To investigate the effects of the autocrine loop of epidermal growth factor receptor (EGFR)‐epidermal growth factor (EGF)/transforming growth factor‐α (TGF‐α) on the proliferation and differentiation of malignant rhabdoid tumor (MRT), we used five MRT cell lines, TM87‐16, STM91‐01, TTC549, TTC642, and YAM‐RTK1. RT‐PCR analyses revealed expression of EGFR mRNA in all MRT cell lines. In contrast, the expression of either EGF or TGF‐α mRNA was detected in all MRT cell lines. Expression of EGF, TGF‐α, and EGFR as determined by immunocytochemical staining and in situ hybridization, correlated with the results of RT‐PCR. Upon differentiation‐induction with 12‐O‐tetradecanoylphorbol‐13‐acetate (TPA), in TTC549, showing an expression of TGF‐α but not EGF initially, de novo expression of EGF mRNA appeared abruptly on day 2 of TPA treatment.

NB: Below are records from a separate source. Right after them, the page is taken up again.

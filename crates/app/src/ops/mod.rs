pub mod get;
pub mod init;
pub mod is_stored;
pub mod key;
pub mod recovery_key;
pub mod store;
pub mod version;

pub use get::Get;
pub use init::Init;
pub use is_stored::IsStored;
pub use key::Key;
pub use recovery_key::RecoveryKey;
pub use store::Store;
pub use version::Version;
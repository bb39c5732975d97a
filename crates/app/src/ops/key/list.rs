use clap::Args;

use common::account_data::AccountDataError;
use common::storage::SecretStorageError;

use crate::provider::FileAccountDataProviderError;
use crate::state::StateError;

#[derive(Args, Debug, Clone)]
pub struct List;

#[derive(Debug, thiserror::Error)]
pub enum KeyListError {
    #[error("state error: {0}")]
    State(#[from] StateError),
    #[error("account data error: {0}")]
    AccountData(#[from] AccountDataError<FileAccountDataProviderError>),
    #[error("secret storage error: {0}")]
    Storage(#[from] SecretStorageError),
}

#[async_trait::async_trait]
impl crate::op::Op for List {
    type Error = KeyListError;
    type Output = String;

    async fn execute(&self, ctx: &crate::op::OpContext) -> Result<Self::Output, Self::Error> {
        let state = ctx.state()?;
        let storage = state.storage(None);
        let keyring = state.keyring();

        let key_ids = storage.account_data().key_ids().await?;
        if key_ids.is_empty() {
            return Ok("No keys found".to_string());
        }
        let default_key_id = storage.get_default_key_id().await?;

        let mut lines = Vec::with_capacity(key_ids.len());
        for key_id in key_ids {
            let Some((key_id, descriptor)) = storage.get_key(Some(&key_id)).await? else {
                continue;
            };

            let mut flags = vec![descriptor.algorithm.to_string()];
            if default_key_id.as_deref() == Some(key_id.as_str()) {
                flags.push("default".to_string());
            }
            if keyring.contains(&key_id) {
                flags.push("in keyring".to_string());
            }

            match descriptor.name {
                Some(name) => lines.push(format!("{} {:?} ({})", key_id, name, flags.join(" | "))),
                None => lines.push(format!("{} ({})", key_id, flags.join(" | "))),
            }
        }
        Ok(lines.join("\n"))
    }
}
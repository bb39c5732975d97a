use std::collections::BTreeMap;
use std::fmt;

use serde::{Deserialize, Serialize};
use serde_json::Value;
use subtle::ConstantTimeEq;

use crate::crypto::{calculate_key_check, EncryptedPayload, StorageKey};

use super::error::SecretStorageError;
use super::ALGORITHM_AES_HMAC_SHA2;

/// Algorithm a storage key is used with
///
/// Anything other than the one algorithm we implement is carried through as
/// `Unknown` so that descriptors written by other clients survive a
/// read/write cycle untouched.
#[derive(Debug, Clone, PartialEq, Eq, Hash, Serialize, Deserialize)]
#[serde(from = "String", into = "String")]
pub enum SecretStorageAlgorithm {
    AesHmacSha2V1,
    Unknown(String),
}

impl SecretStorageAlgorithm {
    pub fn as_str(&self) -> &str {
        match self {
            SecretStorageAlgorithm::AesHmacSha2V1 => ALGORITHM_AES_HMAC_SHA2,
            SecretStorageAlgorithm::Unknown(algorithm) => algorithm,
        }
    }

    pub fn is_supported(&self) -> bool {
        matches!(self, SecretStorageAlgorithm::AesHmacSha2V1)
    }
}

impl From<String> for SecretStorageAlgorithm {
    fn from(algorithm: String) -> Self {
        if algorithm == ALGORITHM_AES_HMAC_SHA2 {
            SecretStorageAlgorithm::AesHmacSha2V1
        } else {
            SecretStorageAlgorithm::Unknown(algorithm)
        }
    }
}

impl From<&str> for SecretStorageAlgorithm {
    fn from(algorithm: &str) -> Self {
        Self::from(algorithm.to_string())
    }
}

impl From<SecretStorageAlgorithm> for String {
    fn from(algorithm: SecretStorageAlgorithm) -> Self {
        match algorithm {
            SecretStorageAlgorithm::AesHmacSha2V1 => ALGORITHM_AES_HMAC_SHA2.to_string(),
            SecretStorageAlgorithm::Unknown(algorithm) => algorithm,
        }
    }
}

impl fmt::Display for SecretStorageAlgorithm {
    fn fmt(&self, f: &mut fmt::Formatter<'_>) -> fmt::Result {
        f.write_str(self.as_str())
    }
}

/// How a key was derived from a passphrase
///
/// Stored and returned as-is. Turning a passphrase into key bytes is left to
/// the application.
#[derive(Debug, Clone, PartialEq, Eq, Serialize, Deserialize)]
pub struct PassphraseInfo {
    pub algorithm: String,
    pub salt: String,
    pub iterations: u32,
    #[serde(default, skip_serializing_if = "Option::is_none")]
    pub bits: Option<u32>,
}

/// Metadata describing a secret storage key, never the key itself
#[derive(Debug, Clone, PartialEq, Eq, Serialize, Deserialize)]
pub struct SecretStorageKeyDescription {
    pub algorithm: SecretStorageAlgorithm,
    #[serde(default, skip_serializing_if = "Option::is_none")]
    pub name: Option<String>,
    #[serde(default, skip_serializing_if = "Option::is_none")]
    pub passphrase: Option<PassphraseInfo>,
    #[serde(default, skip_serializing_if = "Option::is_none")]
    pub iv: Option<String>,
    #[serde(default, skip_serializing_if = "Option::is_none")]
    pub mac: Option<String>,
}

impl SecretStorageKeyDescription {
    /// Check whether a raw key matches this descriptor's key-check value
    ///
    /// A descriptor without a `mac` cannot be checked and is assumed to
    /// match. MACs are compared in constant time with any trailing base64
    /// padding removed, since other clients store them unpadded.
    pub fn check_key(&self, key: &StorageKey) -> Result<bool, SecretStorageError> {
        if !self.algorithm.is_supported() {
            return Err(SecretStorageError::UnsupportedAlgorithm(
                self.algorithm.to_string(),
            ));
        }
        let Some(stored_mac) = self.mac.as_deref() else {
            return Ok(true);
        };

        let check = calculate_key_check(key, self.iv.as_deref())?;
        let expected = check.mac.trim_end_matches('=');
        let stored = stored_mac.trim_end_matches('=');
        Ok(expected.as_bytes().ct_eq(stored.as_bytes()).into())
    }
}

/// Content of the `m.secret_storage.default_key` record
#[derive(Debug, Clone, PartialEq, Eq, Serialize, Deserialize)]
pub struct DefaultKeyPointer {
    pub key: String,
}

/// A secret as written to account data
#[derive(Debug, Clone, PartialEq, Eq, Serialize)]
pub struct StoredSecret {
    pub encrypted: BTreeMap<String, EncryptedPayload>,
}

/// A secret as read back from account data
///
/// Entries are kept as raw JSON so that a single malformed envelope does not
/// make the whole record unreadable.
#[derive(Debug, Clone, Deserialize)]
pub(crate) struct StoredSecretRecord {
    #[serde(default)]
    pub encrypted: Option<BTreeMap<String, Value>>,
}

/// Options for creating a new storage key
#[derive(Debug, Clone, Default)]
pub struct AddKeyOptions {
    /// Human readable name for the key
    pub name: Option<String>,
    /// Passphrase derivation parameters, if the key came from a passphrase
    pub passphrase: Option<PassphraseInfo>,
    /// The raw key; when given a key-check value is stored with the descriptor
    pub key: Option<StorageKey>,
}

#[cfg(test)]
mod test {
    use super::*;
    use serde_json::json;

    #[test]
    fn test_descriptor_json_shape() {
        let descriptor = SecretStorageKeyDescription {
            algorithm: SecretStorageAlgorithm::AesHmacSha2V1,
            name: Some("backup".to_string()),
            passphrase: None,
            iv: None,
            mac: None,
        };
        assert_eq!(
            serde_json::to_value(&descriptor).unwrap(),
            json!({"algorithm": "m.secret_storage.v1.aes-hmac-sha2", "name": "backup"})
        );
    }

    #[test]
    fn test_unknown_algorithm_roundtrips() {
        let raw = json!({"algorithm": "m.secret_storage.v2.something", "iv": "abc"});
        let descriptor: SecretStorageKeyDescription = serde_json::from_value(raw.clone()).unwrap();
        assert_eq!(
            descriptor.algorithm,
            SecretStorageAlgorithm::Unknown("m.secret_storage.v2.something".to_string())
        );
        assert!(!descriptor.algorithm.is_supported());
        assert_eq!(serde_json::to_value(&descriptor).unwrap(), raw);
    }

    #[test]
    fn test_passphrase_bits_optional() {
        let raw = json!({
            "algorithm": "m.secret_storage.v1.aes-hmac-sha2",
            "passphrase": {"algorithm": "m.pbkdf2", "salt": "salty", "iterations": 500000}
        });
        let descriptor: SecretStorageKeyDescription = serde_json::from_value(raw.clone()).unwrap();
        let passphrase = descriptor.passphrase.clone().unwrap();
        assert_eq!(passphrase.iterations, 500000);
        assert_eq!(passphrase.bits, None);
        assert_eq!(serde_json::to_value(&descriptor).unwrap(), raw);
    }

    #[test]
    fn test_check_key_padded_and_unpadded() {
        let key = StorageKey::generate();
        let check = calculate_key_check(&key, None).unwrap();
        let mut descriptor = SecretStorageKeyDescription {
            algorithm: SecretStorageAlgorithm::AesHmacSha2V1,
            name: None,
            passphrase: None,
            iv: Some(check.iv.clone()),
            mac: Some(check.mac.clone()),
        };
        assert!(descriptor.check_key(&key).unwrap());

        descriptor.mac = Some(check.mac.trim_end_matches('=').to_string());
        assert!(descriptor.check_key(&key).unwrap());
        assert!(!descriptor.check_key(&StorageKey::generate()).unwrap());
    }

    #[test]
    fn test_check_key_without_mac() {
        let descriptor = SecretStorageKeyDescription {
            algorithm: SecretStorageAlgorithm::AesHmacSha2V1,
            name: None,
            passphrase: None,
            iv: None,
            mac: None,
        };
        assert!(descriptor.check_key(&StorageKey::generate()).unwrap());
    }

    #[test]
    fn test_check_key_unsupported_algorithm() {
        let descriptor = SecretStorageKeyDescription {
            algorithm: SecretStorageAlgorithm::from("org.example.rot13"),
            name: None,
            passphrase: None,
            iv: None,
            mac: None,
        };
        assert!(matches!(
            descriptor.check_key(&StorageKey::generate()),
            Err(SecretStorageError::UnsupportedAlgorithm(_))
        ));
    }
}
use clap::Args;

use common::crypto::RecoveryKeyError;
use common::storage::SecretStorageError;

use crate::op::parse_recovery_key;
use crate::state::StateError;

#[derive(Args, Debug, Clone)]
pub struct Store {
    /// Name of the secret, e.g. m.cross_signing.master
    pub name: String,

    /// Secret value
    pub secret: String,

    /// Key id to encrypt under, may be repeated (the default key if omitted)
    #[arg(long = "key")]
    pub key_ids: Vec<String>,

    /// Recovery key to encrypt with (keyring copies if omitted)
    #[arg(long)]
    pub recovery_key: Option<String>,
}

#[derive(Debug, thiserror::Error)]
pub enum StoreError {
    #[error("state error: {0}")]
    State(#[from] StateError),
    #[error("invalid recovery key: {0}")]
    RecoveryKey(#[from] RecoveryKeyError),
    #[error("secret storage error: {0}")]
    Storage(#[from] SecretStorageError),
}

#[async_trait::async_trait]
impl crate::op::Op for Store {
    type Error = StoreError;
    type Output = String;

    async fn execute(&self, ctx: &crate::op::OpContext) -> Result<Self::Output, Self::Error> {
        let state = ctx.state()?;
        let key = parse_recovery_key(self.recovery_key.as_deref())?;
        let storage = state.storage(key);

        let key_ids = (!self.key_ids.is_empty()).then_some(self.key_ids.as_slice());
        storage.store(&self.name, &self.secret, key_ids).await?;

        let stored_under = storage
            .is_stored(&self.name)
            .await?
            .map(|keys| keys.into_keys().collect::<Vec<_>>().join(", "))
            .unwrap_or_default();
        Ok(format!("Stored {} under: {}", self.name, stored_under))
    }
}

To confirm the EGFR‐EGF/TGF‐α autocrine loop, we used TGF‐α, EGF, and their antibodies in the cultures. Monoclonal antibody (mAb) to EGFR alone significantly inhibited the growth of cell line TTC549. However, mAb to EGF or TGF‐α could inhibit proliferation of this cell line only when administrated together. Our findings would suggest that growth of the TTC549 cell line is constitutionally regulated by TGF‐α/EGFR, but that inhibition of this autocrine mechanism results in transient activation of an autocrine loop involving EGF/EGFR. Our results may indicate the presence of two different autocrine loops of EGFR‐EGF and/or EGFR‐TGF‐α in MRT cell lines. The heterogeneity of autocrine mechanisms found in MRT cell lines would be consistent with the multiphenotypic diversity and aggressive characteristics of this enigmatic tumor.